(Input for this task Opens)
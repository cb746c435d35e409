use std::collections::BTreeMap;

use tokio::sync::mpsc;

use crate::model::tick::Tick;
use crate::session::normalize_symbol;

#[derive(Debug, Clone, Copy, PartialEq, Eq)]
pub enum DispatchOutcome {
    Delivered,
    /// Worker channel full or closed; the tick is gone.
    Dropped,
    /// No worker for the symbol.
    Unrouted,
}

/// Symbol-partitioned fan-out from the single ordered tick channel to
/// bounded per-instrument worker channels.
#[derive(Default)]
pub struct WorkerRegistry {
    workers: BTreeMap<String, mpsc::Sender<Tick>>,
}

impl WorkerRegistry {
    /// Register (or replace) the worker for `symbol`.
    pub fn register(&mut self, symbol: impl AsRef<str>, tick_tx: mpsc::Sender<Tick>) {
        self.workers.insert(normalize_symbol(symbol.as_ref()), tick_tx);
    }

    pub fn unregister(&mut self, symbol: &str) -> bool {
        self.workers.remove(&normalize_symbol(symbol)).is_some()
    }

    /// Never blocks: a busy worker loses the tick rather than stalling the
    /// other instruments.
    pub fn dispatch_tick(&self, mut tick: Tick) -> DispatchOutcome {
        tick.symbol = normalize_symbol(&tick.symbol);
        let Some(tx) = self.workers.get(&tick.symbol) else {
            return DispatchOutcome::Unrouted;
        };
        match tx.try_send(tick) {
            Ok(()) => DispatchOutcome::Delivered,
            Err(_) => DispatchOutcome::Dropped,
        }
    }

    /// Registered symbols in lexical order.
    pub fn symbols(&self) -> Vec<String> {
        self.workers.keys().cloned().collect()
    }

    pub fn len(&self) -> usize {
        self.workers.len()
    }

    pub fn is_empty(&self) -> bool {
        self.workers.is_empty()
    }

    /// Drop every sender so workers see their channel close.
    pub fn close_all(&mut self) {
        self.workers.clear();
    }
}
(Input for this task Closes)
**What you need to do**
What is needed is one number: how many lines of the records above contain the word "bool".

**Exercise output**
2